BOLTON Council has been singled out for its "zero tolerance" approach in a report published this week, which looks at the problem of fly-tipping across Greater Manchester – though it says there are still challenges ahead.

The report into the full cost of what is termed ‘waste crime’ in Greater Manchester, reveals there were almost 53,000 separate incidents of fly-tipping reported by the local authorities in the 10 boroughs in 2016/17, equating to 144 incidents per day.

The research also calculated that on top of the nearly £4.9 million it costs the councils for clearance and enforcement, there is a further £750,000 because the fly-tipped material can’t be recycled.

The report, commissioned by Manchester-based start-up Dsposal and supported by GC Business Growth Hub, researchers Beasley Associates and RGR, details that Bolton Council dealt with a total of 2,065 incidents of fly-tipping in 2016/2017, which amounted to more than 962 tonnes dumped.

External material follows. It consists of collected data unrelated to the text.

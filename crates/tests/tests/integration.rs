//! Integration tests for end-to-end network execution.
//!
//! These tests verify the full pipeline:
//! Assemble network → Build plan → Parallel + sequential run → Compare

use std::time::Duration;

use hydronet_foundation::{DeployMode, Device, ElementId, IndexWindow, NodeId};
use hydronet_runtime::models::{Lag, LinearStorage};
use hydronet_runtime::{Element, Error, Network, Node, RunConfig, Simulator};
use hydronet_tests::{
    FailingModel, FixtureError, NetworkFixture, PanickingModel, PassThrough, assert_same_series,
    init_tracing,
};

const HORIZON: usize = 48;

/// Every thread count produces the sequential result, for every combination
/// of outlet and reach deploy modes.
#[test]
fn test_thread_count_equivalence_across_modes() {
    init_tracing();
    for outlet_mode in DeployMode::ALL {
        for offset in 0..DeployMode::ALL.len() {
            let expected = NetworkFixture::river(HORIZON, 6, outlet_mode, offset)
                .run_threads(0)
                .unwrap();
            for threads in [1, 2, 4] {
                let actual = NetworkFixture::river(HORIZON, 6, outlet_mode, offset)
                    .run_threads(threads)
                    .unwrap();
                assert_same_series(
                    &expected,
                    &actual,
                    &format!("outlet {outlet_mode}, offset {offset}, {threads} threads"),
                );
            }
        }
    }
}

/// Scenario: diamond with an external downstream node is fully parallel, and
/// the pool releases `b` and `c` only after `a`, `d` only after both.
#[test]
fn test_diamond_scenario_parallel() {
    let mut fixture = NetworkFixture::diamond(HORIZON, DeployMode::Observed, false);
    fixture
        .network_mut()
        .set_deploy_mode(&NodeId::new("a"), DeployMode::Fresh)
        .unwrap();
    let mut simulator = Simulator::new(RunConfig::default().with_threads(2));
    let report = simulator.simulate(fixture.network_mut()).unwrap();

    assert_eq!(report.parallel_devices, 4);
    assert_eq!(report.sequential_devices, 0);

    let plan = simulator.plan().unwrap();
    let a = Device::Node(NodeId::new("a"));
    let b = Device::Element(ElementId::new("b"));
    let c = Device::Element(ElementId::new("c"));
    let d = Device::Node(NodeId::new("d"));
    assert!(plan.partition().is_parallel(&a));
    assert_eq!(plan.queue().starters(), vec![&a]);
    assert_eq!(plan.queue().dependencies(&b), Some(1));
    assert_eq!(plan.queue().dependencies(&c), Some(1));
    assert_eq!(plan.queue().dependencies(&d), Some(2));
    assert_eq!(plan.queue().downstream(&a), vec![&b, &c]);

    let queue = plan.queue().from_existing();
    queue.register();
    let first = queue.take().unwrap();
    assert_eq!(first.device(), &a);
    queue.shutdown(1);
    assert!(queue.take().is_none(), "b and c wait for a");
    queue.complete(first).unwrap();

    let second = queue.take().unwrap();
    let third = queue.take().unwrap();
    assert_eq!((second.device(), third.device()), (&b, &c));
    queue.complete(second).unwrap();
    queue.shutdown(1);
    assert!(queue.take().is_none(), "d waits for c");
    queue.complete(third).unwrap();

    let last = queue.take().unwrap();
    assert_eq!(last.device(), &d);
    queue.complete(last).unwrap();
    queue.join().unwrap();
}

/// Scenario: a fresh receiver at `d` makes its reader sequential; a, b and c
/// stay parallel.
#[test]
fn test_diamond_scenario_receiver() {
    let mut fixture = NetworkFixture::diamond(HORIZON, DeployMode::Fresh, true);
    let mut simulator = Simulator::new(RunConfig::default().with_threads(2));
    simulator.simulate(fixture.network_mut()).unwrap();

    let partition = simulator.plan().unwrap().partition();
    let names: Vec<String> = partition.parallel().iter().map(ToString::to_string).collect();
    assert_eq!(names, vec!["node.a", "element.b", "element.c"]);
    assert!(partition.sequential().contains(&Device::Element(ElementId::new("e"))));
    assert!(partition.transition().contains(&NodeId::new("d")));
}

#[test]
fn test_diamond_receiver_equivalence() {
    for mode in DeployMode::ALL {
        let expected = NetworkFixture::diamond(HORIZON, mode, true)
            .run_threads(0)
            .unwrap();
        for threads in [1, 3] {
            let actual = NetworkFixture::diamond(HORIZON, mode, true)
                .run_threads(threads)
                .unwrap();
            assert_same_series(&expected, &actual, &format!("{mode}, {threads} threads"));
        }
    }
}

/// A receiver sees the same-step value of a fresh node it is downstream of.
#[test]
fn test_receiver_sees_same_step_value() {
    let build = || {
        let mut network = Network::new(4);
        network
            .add_node(
                Node::new("rain", 4)
                    .with_mode(DeployMode::Observed)
                    .with_observed(vec![1.0, 2.0, 3.0, 4.0])
                    .unwrap(),
            )
            .unwrap();
        network.add_node(Node::new("river", 4)).unwrap();
        network.add_node(Node::new("gauge", 4)).unwrap();
        network
            .add_element(Element::new("catchment", PassThrough).inlet("rain").outlet("river"))
            .unwrap();
        network
            .add_element(Element::new("sensor", PassThrough).receiver("river").outlet("gauge"))
            .unwrap();
        network
    };

    for threads in [0, 2] {
        let mut fixture = NetworkFixture::new(build());
        fixture.run_threads(threads).unwrap();
        assert_eq!(fixture.simulated("gauge"), vec![1.0, 2.0, 3.0, 4.0]);
    }
}

/// A receiver reading a node it feeds sees the previous step.
#[test]
fn test_receiver_loop_sees_previous_step() {
    let build = || {
        let mut network = Network::new(4);
        network
            .add_node(
                Node::new("rain", 4)
                    .with_mode(DeployMode::Observed)
                    .with_observed(vec![1.0, 1.0, 1.0, 1.0])
                    .unwrap(),
            )
            .unwrap();
        network.add_node(Node::new("pond", 4)).unwrap();
        network
            .add_element(
                Element::new("echo", PassThrough)
                    .inlet("rain")
                    .receiver("pond")
                    .outlet("pond"),
            )
            .unwrap();
        network
    };

    for threads in [0, 2] {
        let mut fixture = NetworkFixture::new(build());
        fixture.run_threads(threads).unwrap();
        assert_eq!(fixture.simulated("pond"), vec![1.0, 2.0, 3.0, 4.0]);
    }
}

/// A receiver loop elsewhere in the network does not delay a fresh receiver
/// outside the loop.
#[test]
fn test_receiver_loop_leaves_other_receivers_same_step() {
    let build = || {
        let mut network = Network::new(6);
        network
            .add_node(
                Node::new("n1", 6)
                    .with_mode(DeployMode::ObservedElseCarried)
                    .with_observed(vec![2.0; 6])
                    .unwrap(),
            )
            .unwrap();
        network.add_node(Node::new("nf", 6)).unwrap();
        network.add_node(Node::new("taken", 6)).unwrap();
        network
            .add_element(
                Element::new("e1", LinearStorage::with_storage(0.5, 8.0))
                    .outlet("n1")
                    .receiver("n1"),
            )
            .unwrap();
        network
            .add_element(Element::new("x_up", PassThrough).inlet("n1").outlet("nf"))
            .unwrap();
        network
            .add_element(
                Element::new("a_z", LinearStorage::with_storage(0.5, 20.0))
                    .inlet("n1")
                    .receiver("nf")
                    .output("taken"),
            )
            .unwrap();
        network
    };

    let expected = NetworkFixture::new(build()).run_threads(0).unwrap();
    assert_eq!(expected["taken"], vec![2.0; 6]);
    for threads in [1, 2] {
        let actual = NetworkFixture::new(build()).run_threads(threads).unwrap();
        assert_same_series(&expected, &actual, &format!("{threads} threads"));
    }
}

/// An element reading and feeding an observed node is no dependency loop.
#[test]
fn test_loop_through_observed_node_runs() {
    let build = || {
        let mut network = Network::new(4);
        network
            .add_node(
                Node::new("x", 4)
                    .with_mode(DeployMode::Observed)
                    .with_observed(vec![1.0, 2.0, 3.0, 4.0])
                    .unwrap(),
            )
            .unwrap();
        network
            .add_element(Element::new("spin", Lag::new(1)).inlet("x").outlet("x"))
            .unwrap();
        network
    };

    for threads in [0, 2] {
        let mut fixture = NetworkFixture::new(build());
        fixture.run_threads(threads).unwrap();
        assert_eq!(fixture.simulated("x"), vec![0.0, 1.0, 2.0, 3.0]);
    }
}

#[test]
fn test_first_error_wins() {
    init_tracing();
    let mut network = Network::new(HORIZON);
    network.add_node(Node::new("sink", HORIZON)).unwrap();
    network
        .add_element(Element::new("fast", FailingModel::new("fast")).outlet("sink"))
        .unwrap();
    network
        .add_element(
            Element::new("slow", FailingModel::after("slow", Duration::from_millis(200)))
                .outlet("sink"),
        )
        .unwrap();

    let err = Simulator::new(RunConfig::default().with_threads(2))
        .simulate(&mut network)
        .unwrap_err();

    assert_eq!(err.failed_element(), Some(&ElementId::new("fast")));
    let source = err
        .model_error()
        .and_then(|source| source.downcast_ref::<FixtureError>())
        .unwrap();
    assert_eq!(source, &FixtureError("fast".into()));
}

#[test]
fn test_model_error_in_sequential_run() {
    let mut network = Network::new(HORIZON);
    network.add_node(Node::new("sink", HORIZON)).unwrap();
    network
        .add_element(Element::new("broken", FailingModel::new("broken")).outlet("sink"))
        .unwrap();

    let err = Simulator::new(RunConfig::sequential())
        .simulate(&mut network)
        .unwrap_err();
    assert!(matches!(err, Error::Model { .. }));
    assert_eq!(err.failed_element(), Some(&ElementId::new("broken")));
}

#[test]
fn test_panicking_model_surfaces_as_error() {
    let mut network = Network::new(HORIZON);
    network.add_node(Node::new("sink", HORIZON)).unwrap();
    network
        .add_element(Element::new("boom", PanickingModel).outlet("sink"))
        .unwrap();
    network
        .add_element(Element::new("fine", LinearStorage::new(0.5)).outlet("sink"))
        .unwrap();

    let err = Simulator::new(RunConfig::default().with_threads(2))
        .simulate(&mut network)
        .unwrap_err();
    match err {
        Error::WorkerPanicked { device, message } => {
            assert_eq!(device, Device::Element(ElementId::new("boom")));
            assert!(message.contains("boom"));
        }
        other => panic!("expected WorkerPanicked, got {other:?}"),
    }
}

#[test]
fn test_unknown_node_is_topology_error() {
    let mut network = Network::new(HORIZON);
    network
        .add_element(Element::new("orphan", LinearStorage::new(0.5)).inlet("ghost"))
        .unwrap();

    let err = Simulator::new(RunConfig::default().with_threads(2))
        .simulate(&mut network)
        .unwrap_err();
    match err {
        Error::UnknownDevice { referrer, missing } => {
            assert_eq!(referrer, Device::Element(ElementId::new("orphan")));
            assert_eq!(missing, Device::Node(NodeId::new("ghost")));
        }
        other => panic!("expected UnknownDevice, got {other:?}"),
    }
}

#[test]
fn test_inlet_cycle_is_rejected() {
    let mut network = Network::new(HORIZON);
    network.add_node(Node::new("x", HORIZON)).unwrap();
    network
        .add_element(Element::new("spin", LinearStorage::new(0.5)).inlet("x").outlet("x"))
        .unwrap();

    for threads in [0, 2] {
        let err = Simulator::new(RunConfig::default().with_threads(threads))
            .simulate(&mut network)
            .unwrap_err();
        assert!(matches!(err, Error::CycleDetected { .. }), "{err}");
    }
}

#[test]
fn test_repeated_runs_reuse_plan() {
    let mut fixture = NetworkFixture::river(HORIZON, 4, DeployMode::Fresh, 0);
    let mut simulator = Simulator::new(RunConfig::default().with_threads(3));

    simulator.simulate(fixture.network_mut()).unwrap();
    let first = fixture.series();
    for _ in 0..3 {
        simulator.simulate(fixture.network_mut()).unwrap();
        assert_same_series(&first, &fixture.series(), "repeated run");
    }
    assert_eq!(simulator.plan_rebuilds(), 1);
}

#[test]
fn test_mode_change_triggers_rebuild() {
    let mut fixture = NetworkFixture::river(HORIZON, 4, DeployMode::Fresh, 0);
    let mut simulator = Simulator::new(RunConfig::default().with_threads(2));
    simulator.simulate(fixture.network_mut()).unwrap();
    assert!(!simulator.plan().unwrap().partition().sequential().is_empty());

    fixture
        .network_mut()
        .set_deploy_mode(&"outlet".into(), DeployMode::Observed)
        .unwrap();
    simulator.simulate(fixture.network_mut()).unwrap();

    assert_eq!(simulator.plan_rebuilds(), 2);
    let partition = simulator.plan().unwrap().partition();
    assert!(partition.is_parallel(&Device::Element(ElementId::new("dam"))));
}

#[test]
fn test_partial_window() {
    let window = IndexWindow::new(10, 30);
    let mut expected = NetworkFixture::river(HORIZON, 3, DeployMode::Fresh, 1);
    expected
        .run(RunConfig::sequential().with_window(window))
        .unwrap();
    let mut actual = NetworkFixture::river(HORIZON, 3, DeployMode::Fresh, 1);
    actual
        .run(RunConfig::default().with_threads(2).with_window(window))
        .unwrap();

    assert_same_series(&expected.series(), &actual.series(), "partial window");
}

#[test]
fn test_window_outside_horizon_rejected() {
    let mut fixture = NetworkFixture::diamond(HORIZON, DeployMode::Fresh, false);
    let err = fixture
        .run(RunConfig::default().with_window(IndexWindow::new(0, HORIZON + 1)))
        .unwrap_err();
    assert!(matches!(err, Error::InvalidConfig(_)));
}

#[test]
fn test_empty_network_runs() {
    let mut network = Network::new(HORIZON);
    for threads in [0, 2] {
        let report = Simulator::new(RunConfig::default().with_threads(threads))
            .simulate(&mut network)
            .unwrap();
        assert_eq!(report.parallel_devices, 0);
        assert_eq!(report.sequential_devices, 0);
    }
}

It says: “Whilst a spend of just over £200,000 is not something that any authority wants to be making in clearing up the mess left by others, Bolton is seeing real progress in the war against fly-tipping and compared to previous years there has been a significant reduction in the number of incidents they have had to deal with.

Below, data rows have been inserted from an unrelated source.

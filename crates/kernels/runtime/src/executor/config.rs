//! Run configuration.

use std::thread;

use hydronet_foundation::IndexWindow;
use serde::{Deserialize, Serialize};

use super::queue::QueueDiscipline;
use crate::error::{Error, Result};

/// Settings for one [`Simulator`](super::Simulator).
///
/// Passed in explicitly; nothing is read from the environment.
#[derive(Debug, Clone, PartialEq, Eq, Serialize, Deserialize)]
#[serde(default)]
pub struct RunConfig {
    /// Worker threads. `0` steps the whole network on the calling thread.
    pub threads: usize,
    /// Index window to simulate. `None` means the full horizon.
    pub window: Option<IndexWindow>,
    /// Hand-out order of ready devices.
    pub discipline: QueueDiscipline,
    /// Reset model conditions before each run.
    pub reset_conditions: bool,
    /// Rebuild graph, partition, and queue even if the network is unchanged.
    pub force_rebuild: bool,
}

impl Default for RunConfig {
    fn default() -> Self {
        Self {
            threads: 0,
            window: None,
            discipline: QueueDiscipline::default(),
            reset_conditions: true,
            force_rebuild: false,
        }
    }
}

impl RunConfig {
    /// Step everything on the calling thread.
    pub fn sequential() -> Self {
        Self::default()
    }

    /// One worker per available core.
    pub fn auto() -> Self {
        let threads = thread::available_parallelism().map_or(1, usize::from);
        Self::default().with_threads(threads)
    }

    pub fn with_threads(mut self, threads: usize) -> Self {
        self.threads = threads;
        self
    }

    pub fn with_window(mut self, window: IndexWindow) -> Self {
        self.window = Some(window);
        self
    }

    pub fn with_discipline(mut self, discipline: QueueDiscipline) -> Self {
        self.discipline = discipline;
        self
    }

    pub fn with_reset_conditions(mut self, reset: bool) -> Self {
        self.reset_conditions = reset;
        self
    }

    pub fn with_force_rebuild(mut self, force: bool) -> Self {
        self.force_rebuild = force;
        self
    }

    /// Check the configuration against a network horizon and return the
    /// window to simulate.
    pub fn validate(&self, horizon: usize) -> Result<IndexWindow> {
        let window = self.window.unwrap_or_else(|| IndexWindow::full(horizon));
        if window.start > window.end {
            return Err(Error::InvalidConfig(format!(
                "window start {} is after its end {}",
                window.start, window.end
            )));
        }
        if !window.fits(horizon) {
            return Err(Error::InvalidConfig(format!(
                "window {}..{} exceeds horizon {horizon}",
                window.start, window.end
            )));
        }
        Ok(window)
    }
}
//! Comparison of time series.

/// Bit-for-bit equality with NaN equal to NaN.
///
/// Two runs of the same network are expected to agree exactly, including
/// where a series is missing data.
pub fn same_values(left: &[f64], right: &[f64]) -> bool {
    left.len() == right.len()
        && left
            .iter()
            .zip(right)
            .all(|(l, r)| l.to_bits() == r.to_bits() || (l.is_nan() && r.is_nan()))
}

“One of the reasons for this change has been the adoption of a zero-tolerance approach to fly-tipping through concerted education and enforcement actions. This has had a direct impact on the total number of fly-tipping incidents which have been steadily reducing, and clearly the authority has benefited from reduced costs normally associated with investigation, clean-up, and disposal.”

Staff have been recruited from existing council employees. Five teams of three officers have been put in place to work across Bolton and proactively target fly-tipping. Each team has a lead enforcement officer whilst the other two members focused on education, awareness raising and clean-up.

Another aspect of the research showed that a majority of adults in Greater Manchester were not actually aware of their full legal responsibilities.

To that end, as well as analysing the data from local authorities, the researchers scanned the classified ads in Greater Manchester local newspapers for rubbish clearance services.

An online survey carried out by YouGov of 501 adults in Greater Manchester on behalf of Dsposal found that 49 per cent were completely unaware that rubbish clearance services were legally required to possess a waste carrier’s licence, with 65 per cent of those aged 18-34 unaware of the need for a licence.

Many campaigns aimed at preventing fly-tipping focus on the need for residents to check that rubbish clearance services are properly licensed. The research, however, highlights that it is not always easy for members of the public to comply, even if they know they have a legal obligation to check.

The report adds: “From the review of local authorities, it is evident that they are responding to this challenge, however the difficulty appears to be getting the problem under control to any sort of manageable level and utilising the level of resources available.”